Yes, indeedy, Christie Foxworthy was the absolute epitome of the kind of woman wives did not want their husbands hiring to take dictation, to fetch coffee, or do anything else within one hundred feet of their husbands. Her name was worthy of her looks, a fox she was, you betcha, and she couldn’t be much past the obligatory eighteen as she clicked hither and fro on spike heels quite similar to the ones I wore while pretending to be the town slut. Christie’s were lime green, however, her version of Christmas cheer, I suppose. All I knew for sure was that Bud liked the looks of her. I could tell by his round, bulging eyeballs as she left us waiting in her office to summon the big man.
“Whoa, didn’t know they made ’em like that anymore. Johnstone’s got excellent taste in Girl Fridays.”
“Yeah, Bud, Bond girls with transcription skills are hard to find around here.”
Then Christie was back from her foray into boss territory with sad news from the director. She even frowned with pouty, glistening, cinnamony lips as she gave it to us.
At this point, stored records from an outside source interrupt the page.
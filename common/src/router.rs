//! Route table and dispatcher

use itertools::Itertools;
use tracing::{debug, info};

use crate::error::{ConfigError, NavigationError};
use crate::location::Location;
use crate::params::Params;
use crate::pattern::{split_path, Pattern};

/// Route as written in the application config
#[derive(Debug, Clone)]
pub struct RouteDescriptor<V> {
    pub pattern: &'static str,
    pub name: &'static str,
    pub view: V,
}

/// Named binding of a pattern to a view identifier
#[derive(Debug, Clone, PartialEq)]
pub struct Route<V> {
    name: String,
    pattern: Pattern,
    view: V,
}

impl<V> Route<V> {
    pub fn new(name: impl Into<String>, pattern: Pattern, view: V) -> Self {
        Self {
            name: name.into(),
            pattern,
            view,
        }
    }

    pub fn name(&self) -> &str {
        &self.name
    }

    pub fn pattern(&self) -> &Pattern {
        &self.pattern
    }

    pub fn view(&self) -> &V {
        &self.view
    }
}

/// Result of dispatching a path
#[derive(Debug, Clone, PartialEq)]
pub struct Match<'t, V> {
    pub route: &'t Route<V>,
    pub params: Params,
}

impl<'t, V> Match<'t, V> {
    pub fn name(&self) -> &'t str {
        &self.route.name
    }

    pub fn view(&self) -> &'t V {
        &self.route.view
    }
}

/// Navigation request
#[derive(Debug, Clone, PartialEq)]
pub enum NavTarget {
    /// Raw path, may contain query and fragment
    Path(String),
    /// Route name with parameters
    Named {
        name: String,
        params: Params,
    },
}

impl NavTarget {
    pub fn path(path: impl Into<String>) -> Self {
        Self::Path(path.into())
    }

    pub fn named(name: impl Into<String>) -> Self {
        Self::Named {
            name: name.into(),
            params: Params::new(),
        }
    }

    /// Add parameter to named target. No-op for paths.
    #[must_use]
    pub fn param(mut self, key: impl Into<String>, value: impl Into<String>) -> Self {
        if let Self::Named { params, .. } = &mut self {
            params.insert(key, value);
        }
        self
    }
}

/// Walk routes in order, return first one that matches the whole path
pub fn first_match<'t, V>(routes: &'t [Route<V>], path: &str) -> Option<Match<'t, V>> {
    let segments = split_path(path);
    routes.iter().find_map(|route| {
        route.pattern
            .match_segments(&segments)
            .map(|params| Match { route, params })
    })
}

/// Validated, immutable route table.
///
/// Last route is always a catch-all, so [`RouteTable::dispatch`] is total.
#[derive(Debug, Clone, PartialEq)]
pub struct RouteTable<V> {
    routes: Vec<Route<V>>,
}

impl<V> RouteTable<V> {
    /// Parse and validate descriptors
    pub fn new(descriptors: impl IntoIterator<Item = RouteDescriptor<V>>) -> Result<Self, ConfigError> {
        let routes = descriptors
            .into_iter()
            .map(|RouteDescriptor { pattern, name, view }| {
                Pattern::parse(pattern)
                    .map(|parsed| Route::new(name, parsed, view))
                    .map_err(|source| ConfigError::InvalidPattern {
                        name: name.to_string(),
                        pattern: pattern.to_string(),
                        source,
                    })
            })
            .collect::<Result<Vec<_>, _>>()?;

        Self::from_routes(routes)
    }

    /// Validate already parsed routes
    pub fn from_routes(routes: Vec<Route<V>>) -> Result<Self, ConfigError> {
        let (last, rest) = routes.split_last().ok_or(ConfigError::Empty)?;

        if let Some(name) = routes.iter().map(Route::name).duplicates().next() {
            return Err(ConfigError::DuplicateName(name.to_string()));
        }
        if !last.pattern.is_catch_all() {
            return Err(ConfigError::MissingCatchAll(last.name.clone()));
        }
        if let Some(early) = rest.iter().find(|r| r.pattern.is_catch_all()) {
            return Err(ConfigError::CatchAllNotLast(early.name.clone()));
        }

        info!(
            count = routes.len(),
            fallback = last.name.as_str(),
            "route table built"
        );
        Ok(Self { routes })
    }

    pub fn routes(&self) -> &[Route<V>] {
        &self.routes
    }

    /// Route by name
    pub fn get(&self, name: &str) -> Option<&Route<V>> {
        self.routes.iter().find(|r| r.name == name)
    }

    /// Resolve location to exactly one route.
    /// Query and fragment are ignored.
    pub fn dispatch(&self, location: &str) -> Match<'_, V> {
        let location = Location::parse(location);
        let matched = first_match(&self.routes, &location.path)
            .unwrap_or_else(|| self.fallback(&location.path));

        debug!(path = location.path.as_str(), route = matched.name(), "dispatched");
        matched
    }

    /// Catch-all match, only reachable if patterns disagree with validation
    fn fallback(&self, path: &str) -> Match<'_, V> {
        let route = &self.routes[self.routes.len() - 1];
        let mut params = Params::new();
        if let Some(name) = route.pattern.param_names().next() {
            let rest = split_path(path).join("/");
            params.insert(name, rest);
        }
        Match { route, params }
    }

    /// Build path of named route
    pub fn url_for(&self, name: &str, params: &Params) -> Result<String, NavigationError> {
        let route = self
            .get(name)
            .ok_or_else(|| NavigationError::UnknownRoute(name.to_string()))?;

        route.pattern
            .reverse(params)
            .map_err(|param| NavigationError::MissingParam {
                route: name.to_string(),
                param,
            })
    }

    /// Turn navigation target into app path
    pub fn resolve(&self, target: &NavTarget) -> Result<String, NavigationError> {
        match target {
            NavTarget::Path(path) => Ok(path.clone()),
            NavTarget::Named { name, params } => self.url_for(name, params),
        }
    }
}

#[cfg(test)]
mod tests {
    use super::*;

    fn table(entries: &[(&'static str, &'static str)]) -> Result<RouteTable<usize>, ConfigError> {
        RouteTable::new(
            entries
                .iter()
                .enumerate()
                .map(|(view, &(name, pattern))| RouteDescriptor { pattern, name, view })
        )
    }

    #[test]
    fn test_validation() {
        assert_eq!(table(&[]), Err(ConfigError::Empty));
        assert_eq!(
            table(&[("a", "/a"), ("a", "/b"), ("all", "/*")]),
            Err(ConfigError::DuplicateName("a".into()))
        );
        assert_eq!(
            table(&[("a", "/a"), ("b", "/b")]),
            Err(ConfigError::MissingCatchAll("b".into()))
        );
        assert_eq!(
            table(&[("a", "/a"), ("files", "/files/*")]),
            Err(ConfigError::MissingCatchAll("files".into()))
        );
        assert_eq!(
            table(&[("all", "/*"), ("a", "/a"), ("rest", "/:rest(.*)")]),
            Err(ConfigError::CatchAllNotLast("all".into()))
        );
        assert!(matches!(
            table(&[("bad", "/*/a"), ("all", "/*")]),
            Err(ConfigError::InvalidPattern { name, .. }) if name == "bad"
        ));
        assert!(table(&[("a", "/a"), ("all", "/*")]).is_ok());
    }

    #[test]
    fn test_first_match_order() {
        let routes = vec![
            Route::new("home", Pattern::parse("/").unwrap(), 0),
            Route::new("all", Pattern::parse("/*").unwrap(), 1),
            Route::new("about", Pattern::parse("/about").unwrap(), 2),
        ];
        let matched = first_match(&routes, "/about").unwrap();
        assert_eq!(matched.name(), "all");
        assert_eq!(matched.params.get("pathMatch"), Some("about"));

        let matched = first_match(&routes[2..], "/about").unwrap();
        assert_eq!(matched.name(), "about");
        assert!(first_match(&routes[2..], "/").is_none());
    }

    #[test]
    fn test_dispatch_ignores_query() {
        let table = table(&[("coin", "/coin/:id"), ("all", "/*")]).unwrap();
        let matched = table.dispatch("/coin/eth?range=30d#chart");
        assert_eq!(matched.name(), "coin");
        assert_eq!(matched.params.get("id"), Some("eth"));
        assert_eq!(*matched.view(), 0);
    }

    #[test]
    fn test_url_for() {
        let table = table(&[("coin", "/coin/:id"), ("all", "/*")]).unwrap();
        let params = Params::from_iter([("id", "btc")]);
        assert_eq!(table.url_for("coin", &params), Ok("/coin/btc".to_string()));
        assert_eq!(
            table.url_for("coin", &Params::new()),
            Err(NavigationError::MissingParam { route: "coin".into(), param: "id".into() })
        );
        assert_eq!(
            table.url_for("nope", &params),
            Err(NavigationError::UnknownRoute("nope".into()))
        );
    }

    #[test]
    fn test_resolve_targets() {
        let table = table(&[("coin", "/coin/:id"), ("all", "/*")]).unwrap();
        let named = NavTarget::named("coin").param("id", "doge");
        assert_eq!(table.resolve(&named), Ok("/coin/doge".to_string()));

        let path = NavTarget::path("/anything?x=1").param("ignored", "1");
        assert_eq!(table.resolve(&path), Ok("/anything?x=1".to_string()));
    }
}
“I’m so sorry but Dr. Johnstone’s involved in an important overseas call. It’s taking longer than he expected. Would you mind too much waiting across the hall in our conference room?”
Her accent was as Brooklyn as Bud’s was Atlantan.
Bud said, “Not at all, Miss Foxworthy. Or is it Mrs.?”
“It’s Miss.” She gave him a sultry look and swung shoulderlength, sun-streaked blond hair with a headtoss worthy of Christina Aguilera. I hoped Bud could put the brakes on his drool long enough to interview the woman.